An Introduction to TILT: Death in the Age of Petrochemicals

by Pauline M. Alvar

TILT -- illustration by Ben PassmoreNo one has treated as many patients exposed to the oil products in the wake of the BP spill as Dr. Michael Robichaux. Among his successes, Dr. Mike (as his patients affectionately call him) has helped some of those suffering health problems caused by the chemicals in oil and dispersants by using a detox program originally devised to treat a group with similar symptoms: veterans returning from the first Gulf War.

It took 15 years for the US Government to acknowledge that the multi-system health issues of thousands of soldier were not imaginary; this acknowledgement does not mean they’ve received the care they need. “Gulf War Syndrome” is the shorthand name for a pattern of acute and chronic symptoms including memory loss, gastrointestinal and respiratory issues, as well as fatigue, pain, and an overall increased sensitivity to exposure to chemicals. While it has been studied and treated (with some success), it has not been acknowledged within a larger context. Gulf War Syndrome is actually a syndrome of petrochemical exposure, leading to a disease process still not fully understood by the medical community: Toxic-Induced Loss of Tolerance,  or TILT.
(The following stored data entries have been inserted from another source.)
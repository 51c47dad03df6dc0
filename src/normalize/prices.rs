use anyhow::{anyhow, bail, Context, Result};
use serde::{Deserialize, Serialize};
use serde_json::Value;

use super::coerce::{coerce_bool, coerce_i64, coerce_opt_f64};

/// One price band for one zone of one performance. Disabled bands keep their
/// row but carry no price.
#[derive(Debug, Clone, PartialEq, Serialize, Deserialize)]
pub struct PriceRecord {
    pub zone_id: i64,
    pub performance_id: i64,
    pub price: Option<f64>,
    pub enabled: bool,
}

/// A performance with zero price rows cannot have its seats priced at all,
/// so an empty payload aborts the task rather than producing an empty table.
pub fn normalize_prices(payload: &Value) -> Result<Vec<PriceRecord>> {
    let rows = payload
        .as_array()
        .ok_or_else(|| anyhow!("prices payload is not an array"))?;
    if rows.is_empty() {
        bail!("no prices available for this performance");
    }

    rows.iter()
        .map(|row| {
            let enabled = coerce_bool(
                "Enabled",
                row.get("Enabled")
                    .ok_or_else(|| anyhow!("price row missing expected key Enabled"))?,
            )?;
            let price = if enabled {
                coerce_opt_f64("Price", row.get("Price"))?
            } else {
                None
            };
            Ok(PriceRecord {
                zone_id: coerce_i64(
                    "ZoneId",
                    row.get("ZoneId")
                        .ok_or_else(|| anyhow!("price row missing expected key ZoneId"))?,
                )?,
                performance_id: coerce_i64(
                    "PerformanceId",
                    row.get("PerformanceId")
                        .ok_or_else(|| anyhow!("price row missing expected key PerformanceId"))?,
                )?,
                price,
                enabled,
            })
        })
        .collect::<Result<Vec<_>>>()
        .context("normalizing prices")
}

#[cfg(test)]
mod tests {
    use super::*;
    use serde_json::json;

    #[test]
    fn empty_price_list_is_a_hard_error() {
        let err = normalize_prices(&json!([])).unwrap_err();
        assert!(err.to_string().contains("no prices available"));
    }

    #[test]
    fn disabled_rows_lose_their_price() {
        let rows = normalize_prices(&json!([
            {"ZoneId": 10, "PerformanceId": 99, "Price": 50.0, "Enabled": true},
            {"ZoneId": 11, "PerformanceId": 99, "Price": 65.0, "Enabled": false},
        ]))
        .unwrap();
        assert_eq!(rows[0].price, Some(50.0));
        assert_eq!(rows[1].price, None);
        assert!(!rows[1].enabled);
    }

    #[test]
    fn quoted_prices_coerce() {
        let rows = normalize_prices(&json!([
            {"ZoneId": 10, "PerformanceId": 99, "Price": "12.50", "Enabled": "true"},
        ]))
        .unwrap();
        assert_eq!(rows[0].price, Some(12.5));
    }
}
use anyhow::{anyhow, Context, Result};
use chrono::{DateTime, Utc};
use serde::{Deserialize, Serialize};
use serde_json::Value;

use super::coerce::{coerce_opt_i64, coerce_string, coerce_timestamp};

/// One (production, performance, location) triple from the events feed.
/// `production_id` is stable across performances of the same run;
/// `performance_id` is unique per showing and occasionally absent for
/// listings not yet on sale.
#[derive(Debug, Clone, PartialEq, Serialize, Deserialize)]
pub struct EventRow {
    pub production_id: String,
    pub event_type: String,
    pub title: String,
    pub slug: String,
    pub location_id: String,
    pub performance_id: Option<i64>,
    pub timestamp: DateTime<Utc>,
}

/// Companion record from the feed's `included` section.
#[derive(Debug, Clone, PartialEq, Serialize, Deserialize)]
pub struct LocationRecord {
    pub location_id: String,
    pub location: String,
}

/// Flatten the events feed: explode nested performances and locations so each
/// row is one (event, performance, location) triple. Cancelled events and
/// events with zero performances are dropped entirely.
pub fn normalize_events(payload: &Value) -> Result<(Vec<EventRow>, Vec<LocationRecord>)> {
    let data = payload
        .get("data")
        .and_then(Value::as_array)
        .ok_or_else(|| anyhow!("events payload missing expected key data"))?;

    let mut rows = Vec::new();
    for event in data {
        let attrs = event
            .get("attributes")
            .ok_or_else(|| anyhow!("event missing expected key attributes"))?;
        if attrs
            .get("isCancelled")
            .and_then(Value::as_bool)
            .unwrap_or(false)
        {
            continue;
        }
        let performances = attrs
            .get("performances")
            .and_then(Value::as_array)
            .map(Vec::as_slice)
            .unwrap_or(&[]);
        if performances.is_empty() {
            continue;
        }

        let production_id = coerce_string(
            "id",
            event
                .get("id")
                .ok_or_else(|| anyhow!("event missing expected key id"))?,
        )?;
        let event_type = event
            .get("type")
            .and_then(Value::as_str)
            .unwrap_or("events")
            .to_string();
        let title = coerce_string(
            "title",
            attrs
                .get("title")
                .ok_or_else(|| anyhow!("event missing expected key title"))?,
        )?;
        let slug = coerce_string(
            "slug",
            attrs
                .get("slug")
                .ok_or_else(|| anyhow!("event missing expected key slug"))?,
        )?;
        let location_ids = relationship_location_ids(event)?;

        for performance in performances {
            let timestamp = coerce_timestamp(
                "performances.date",
                performance
                    .get("date")
                    .ok_or_else(|| anyhow!("performance missing expected key date"))?,
            )?;
            let performance_id =
                coerce_opt_i64("performanceId", performance.get("performanceId"))?;
            for location_id in &location_ids {
                rows.push(EventRow {
                    production_id: production_id.clone(),
                    event_type: event_type.clone(),
                    title: title.clone(),
                    slug: slug.clone(),
                    location_id: location_id.clone(),
                    performance_id,
                    timestamp,
                });
            }
        }
    }

    let locations = included_locations(payload)?;
    Ok((rows, locations))
}

fn relationship_location_ids(event: &Value) -> Result<Vec<String>> {
    let data = event
        .get("relationships")
        .and_then(|r| r.get("locations"))
        .and_then(|l| l.get("data"))
        .and_then(Value::as_array)
        .ok_or_else(|| anyhow!("event missing expected key relationships.locations.data"))?;
    data.iter()
        .map(|loc| {
            coerce_string(
                "locations.data.id",
                loc.get("id")
                    .ok_or_else(|| anyhow!("location reference missing expected key id"))?,
            )
        })
        .collect()
}

fn included_locations(payload: &Value) -> Result<Vec<LocationRecord>> {
    let included = payload
        .get("included")
        .and_then(Value::as_array)
        .map(Vec::as_slice)
        .unwrap_or(&[]);
    included
        .iter()
        .filter(|rec| rec.get("type").and_then(Value::as_str) == Some("locations"))
        .map(|rec| {
            let attrs = rec
                .get("attributes")
                .ok_or_else(|| anyhow!("included location missing expected key attributes"))?;
            Ok(LocationRecord {
                location_id: coerce_string(
                    "id",
                    rec.get("id")
                        .ok_or_else(|| anyhow!("included location missing expected key id"))?,
                )?,
                location: coerce_string(
                    "title",
                    attrs
                        .get("title")
                        .ok_or_else(|| anyhow!("included location missing expected key title"))?,
                )?,
            })
        })
        .collect::<Result<Vec<_>>>()
        .context("normalizing included locations")
}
Although large scale processing of petroleum began in the late 1800s, petrochemical production really took off just after World War II. Our understanding of how these chemicals impact human health is limited because humans have only received this kind of high or ongoing exposure in recent decades. There is no test to diagnose TILT; this may be because the symptoms are so varying and multi-system, or, perhaps more importantly, because there is such a massive disincentive for us to fully understand this disease process: it is caused by the most economically powerful industry in the history of the world.
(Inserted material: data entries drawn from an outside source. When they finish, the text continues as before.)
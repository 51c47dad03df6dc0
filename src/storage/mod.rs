//! Platform-neutral file access plus the two persistence shapes the pipeline
//! uses: hive-partitioned parquet datasets and small JSON documents.
//!
//! The core only ever talks to [`Platform`]; `PLATFORM=local` selects the
//! in-tree filesystem backend rooted at `DATA_DIR`. An object-store backend
//! plugs in at the same seam.

pub mod dataset;
pub mod docstore;

use anyhow::{anyhow, bail, Context, Result};
use std::fs;
use std::path::{Path, PathBuf};
use std::sync::Arc;

use crate::util::env::{env_opt, env_parse};

/// Minimal file-system surface the pipeline needs. Paths are relative,
/// `/`-separated, and rooted at the backend's data root.
pub trait Platform: Send + Sync {
    fn read(&self, path: &str) -> Result<Vec<u8>>;
    fn write(&self, path: &str, bytes: &[u8]) -> Result<()>;
    fn exists(&self, path: &str) -> bool;
    fn makedirs(&self, path: &str) -> Result<()>;
    /// Names (not paths) of a directory's entries; empty when absent.
    fn list_dir(&self, path: &str) -> Result<Vec<String>>;
    /// Relative paths matching a pattern where `*` spans one path segment
    /// and `**` spans any number.
    fn glob(&self, pattern: &str) -> Result<Vec<String>>;
    fn delete(&self, path: &str) -> Result<()>;
}

/// Select the backend from `PLATFORM` (default `local`).
pub fn platform_from_env() -> Result<Arc<dyn Platform>> {
    let kind = env_parse("PLATFORM", "local".to_string());
    match kind.as_str() {
        "local" => {
            let root = env_opt("DATA_DIR")
                .or_else(|| env_opt("PROJECT").map(|p| format!("./{p}")))
                .unwrap_or_else(|| "./data".to_string());
            Ok(Arc::new(LocalPlatform::new(root)))
        }
        other => bail!("unsupported PLATFORM {other:?}; only \"local\" is built in"),
    }
}

/// Local-disk backend. All relative paths resolve under `root`.
#[derive(Debug, Clone)]
pub struct LocalPlatform {
    root: PathBuf,
}

impl LocalPlatform {
    pub fn new(root: impl Into<PathBuf>) -> Self {
        Self { root: root.into() }
    }

    fn resolve(&self, path: &str) -> PathBuf {
        self.root.join(path)
    }

    fn glob_walk(&self, dir: &Path, segments: &[&str], prefix: &str, out: &mut Vec<String>) {
        let Some((head, rest)) = segments.split_first() else {
            return;
        };
        let entries = match fs::read_dir(dir) {
            Ok(e) => e,
            Err(_) => return,
        };
        if *head == "**" {
            // `**` matches zero segments here, or descends and stays greedy.
            self.glob_walk(dir, rest, prefix, out);
            for entry in entries.flatten() {
                let child = entry.path();
                if child.is_dir() {
                    let name = entry.file_name().to_string_lossy().to_string();
                    let rel = if prefix.is_empty() {
                        name
                    } else {
                        format!("{prefix}/{name}")
                    };
                    self.glob_walk(&child, segments, &rel, out);
                }
            }
            return;
        }
        for entry in entries.flatten() {
            let name = entry.file_name().to_string_lossy().to_string();
            let child = entry.path();
            let rel = if prefix.is_empty() {
                name.clone()
            } else {
                format!("{prefix}/{name}")
            };
            if segment_matches(head, &name) {
                if rest.is_empty() {
                    if child.is_file() {
                        out.push(rel);
                    }
                } else if child.is_dir() {
                    self.glob_walk(&child, rest, &rel, out);
                }
            }
        }
    }
}

fn segment_matches(pattern: &str, name: &str) -> bool {
    // Only `*` wildcards, possibly several per segment.
    let parts: Vec<&str> = pattern.split('*').collect();
    if parts.len() == 1 {
        return pattern == name;
    }
    let mut rest = name;
    for (i, part) in parts.iter().enumerate() {
        if part.is_empty() {
            continue;
        }
        if i == 0 {
            let Some(stripped) = rest.strip_prefix(part) else {
                return false;
            };
            rest = stripped;
        } else if i == parts.len() - 1 {
            return rest.ends_with(part);
        } else {
            let Some(idx) = rest.find(part) else {
                return false;
            };
            rest = &rest[idx + part.len()..];
        }
    }
    true
}

impl Platform for LocalPlatform {
    fn read(&self, path: &str) -> Result<Vec<u8>> {
        fs::read(self.resolve(path)).with_context(|| format!("reading {path}"))
    }

    fn write(&self, path: &str, bytes: &[u8]) -> Result<()> {
        let full = self.resolve(path);
        if let Some(parent) = full.parent() {
            fs::create_dir_all(parent).with_context(|| format!("creating parent of {path}"))?;
        }
        fs::write(&full, bytes).with_context(|| format!("writing {path}"))
    }

    fn exists(&self, path: &str) -> bool {
        self.resolve(path).exists()
    }

    fn makedirs(&self, path: &str) -> Result<()> {
        fs::create_dir_all(self.resolve(path)).with_context(|| format!("creating {path}"))
    }

    fn list_dir(&self, path: &str) -> Result<Vec<String>> {
        let full = self.resolve(path);
        if !full.exists() {
            return Ok(Vec::new());
        }
        let mut names: Vec<String> = fs::read_dir(&full)
            .with_context(|| format!("listing {path}"))?
            .filter_map(|e| e.ok())
            .map(|e| e.file_name().to_string_lossy().to_string())
            .collect();
        names.sort();
        Ok(names)
    }

    fn glob(&self, pattern: &str) -> Result<Vec<String>> {
        let segments: Vec<&str> = pattern.split('/').filter(|s| !s.is_empty()).collect();
        if segments.is_empty() {
            return Err(anyhow!("empty glob pattern"));
        }
        let mut out = Vec::new();
        self.glob_walk(&self.root.clone(), &segments, "", &mut out);
        out.sort();
        out.dedup();
        Ok(out)
    }

    fn delete(&self, path: &str) -> Result<()> {
        let full = self.resolve(path);
        if full.is_dir() {
            fs::remove_dir_all(&full).with_context(|| format!("deleting {path}"))
        } else if full.exists() {
            fs::remove_file(&full).with_context(|| format!("deleting {path}"))
        } else {
            Ok(())
        }
    }
}

#[cfg(test)]
mod tests {
    use super::*;

    #[test]
    fn roundtrips_bytes_and_lists_entries() {
        let dir = tempfile::tempdir().unwrap();
        let platform = LocalPlatform::new(dir.path());
        platform.write("metadata/doc.json", b"{}").unwrap();
        assert!(platform.exists("metadata/doc.json"));
        assert_eq!(platform.read("metadata/doc.json").unwrap(), b"{}");
        assert_eq!(platform.list_dir("metadata").unwrap(), vec!["doc.json"]);
        assert!(platform.list_dir("nope").unwrap().is_empty());
    }

    #[test]
    fn glob_matches_partition_layouts() {
        let dir = tempfile::tempdir().unwrap();
        let platform = LocalPlatform::new(dir.path());
        platform
            .write("out/title=Tosca/date=2026-09-10/part.parquet", b"x")
            .unwrap();
        platform
            .write("out/title=Aida/date=2026-09-11/part.parquet", b"x")
            .unwrap();

        let hits = platform.glob("out/title=*/date=*/*.parquet").unwrap();
        assert_eq!(hits.len(), 2);

        let deep = platform.glob("out/**/*.parquet").unwrap();
        assert_eq!(deep.len(), 2);

        let tosca = platform.glob("out/title=Tosca/**/*.parquet").unwrap();
        assert_eq!(tosca.len(), 1);
        assert!(tosca[0].contains("Tosca"));
    }

    #[test]
    fn delete_is_idempotent() {
        let dir = tempfile::tempdir().unwrap();
        let platform = LocalPlatform::new(dir.path());
        platform.write("a/b.txt", b"x").unwrap();
        platform.delete("a").unwrap();
        platform.delete("a").unwrap();
        assert!(!platform.exists("a"));
    }
}
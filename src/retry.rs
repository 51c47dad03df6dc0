use std::future::Future;
use std::time::Duration;

use tracing::warn;

/// Fixed-interval retry for a single idempotent operation.
///
/// Attempts are capped and the delay does not grow; transient document-store
/// contention and flaky detail-page fetches clear within a couple of retries
/// or not at all.
#[derive(Debug, Clone, Copy)]
pub struct RetryPolicy {
    pub max_attempts: u32,
    pub delay: Duration,
}

impl RetryPolicy {
    pub const fn new(max_attempts: u32, delay: Duration) -> Self {
        Self {
            max_attempts,
            delay,
        }
    }

    /// Default policy for document-store reads.
    pub const fn docstore() -> Self {
        Self::new(3, Duration::from_millis(100))
    }

    /// Default policy for production detail-page fetches.
    pub const fn detail_fetch() -> Self {
        Self::new(3, Duration::from_millis(500))
    }

    /// Run `op` until it succeeds or attempts are exhausted; the final error
    /// is returned as-is.
    pub async fn run<T, F, Fut>(&self, what: &str, mut op: F) -> anyhow::Result<T>
    where
        F: FnMut() -> Fut,
        Fut: Future<Output = anyhow::Result<T>>,
    {
        let mut attempt = 0u32;
        loop {
            attempt += 1;
            match op().await {
                Ok(v) => return Ok(v),
                Err(e) if attempt < self.max_attempts => {
                    warn!(what, attempt, error = %e, "retrying after transient failure");
                    tokio::time::sleep(self.delay).await;
                }
                Err(e) => return Err(e),
            }
        }
    }
}

#[cfg(test)]
mod tests {
    use super::*;
    use std::sync::atomic::{AtomicU32, Ordering};

    #[tokio::test]
    async fn succeeds_after_transient_failures() {
        let calls = AtomicU32::new(0);
        let policy = RetryPolicy::new(3, Duration::from_millis(1));
        let out = policy
            .run("test", || {
                let n = calls.fetch_add(1, Ordering::SeqCst);
                async move {
                    if n < 2 {
                        Err(anyhow::anyhow!("flaky"))
                    } else {
                        Ok(n)
                    }
                }
            })
            .await
            .unwrap();
        assert_eq!(out, 2);
        assert_eq!(calls.load(Ordering::SeqCst), 3);
    }

    #[tokio::test]
    async fn gives_up_after_max_attempts() {
        let calls = AtomicU32::new(0);
        let policy = RetryPolicy::new(2, Duration::from_millis(1));
        let out: anyhow::Result<()> = policy
            .run("test", || {
                calls.fetch_add(1, Ordering::SeqCst);
                async { Err(anyhow::anyhow!("still down")) }
            })
            .await;
        assert!(out.is_err());
        assert_eq!(calls.load(Ordering::SeqCst), 2);
    }
}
TILT is not limited to those impacted by the Gulf Coast BP Oil Spill or Gulf War Vets. The nationwide spread of hydraulic fracturing for oil and gas production (note that the chemicals used for fracturing are similar to petroleum-based dispersants like Corexit) has moved this level of chemical exposure to nearly every state in the union. The must-see film “Gasland” shows rural folk suffering symptoms remarkably similar to those experienced by Gulf Coast residents exposed to crude and dispersants. Livestock may be our canary in the coal mine in fracking exposure: in 2009, in Caddo Parish, Louisiana, 19 cows died after a mere hour’s exposure to hydrofracking chemicals. Necropsy showed respiratory failure as the cause of death.

Perhaps it will be argued those cows had some pre-existing condition– that they were exposed to cigarette smoke or that some of them had asthma, or bronchitis as calves. Perhaps it’s only a coincidence that they dropped dead after sixty minutes of exposure to fracking chemicals.

More and more of us will see and experience the effects, fatal and otherwise, of exposure to petrochemicals. We will see it due to industrial “accidents” like the Exxon Valdez and BP spills, business-as-usual hydrofracking, and the corporate-directed U.S. war machine which treats our troops as expendable livestock. We must begin connecting these medical dots between what the oil and gas industry wants us to believe are isolated incidents or illnesses unrelated to chemical exposure.

Corporate influence reaches deep, even into the supposedly objective worlds of science and medicine. Does their money talk loud enough to drown out our suffering?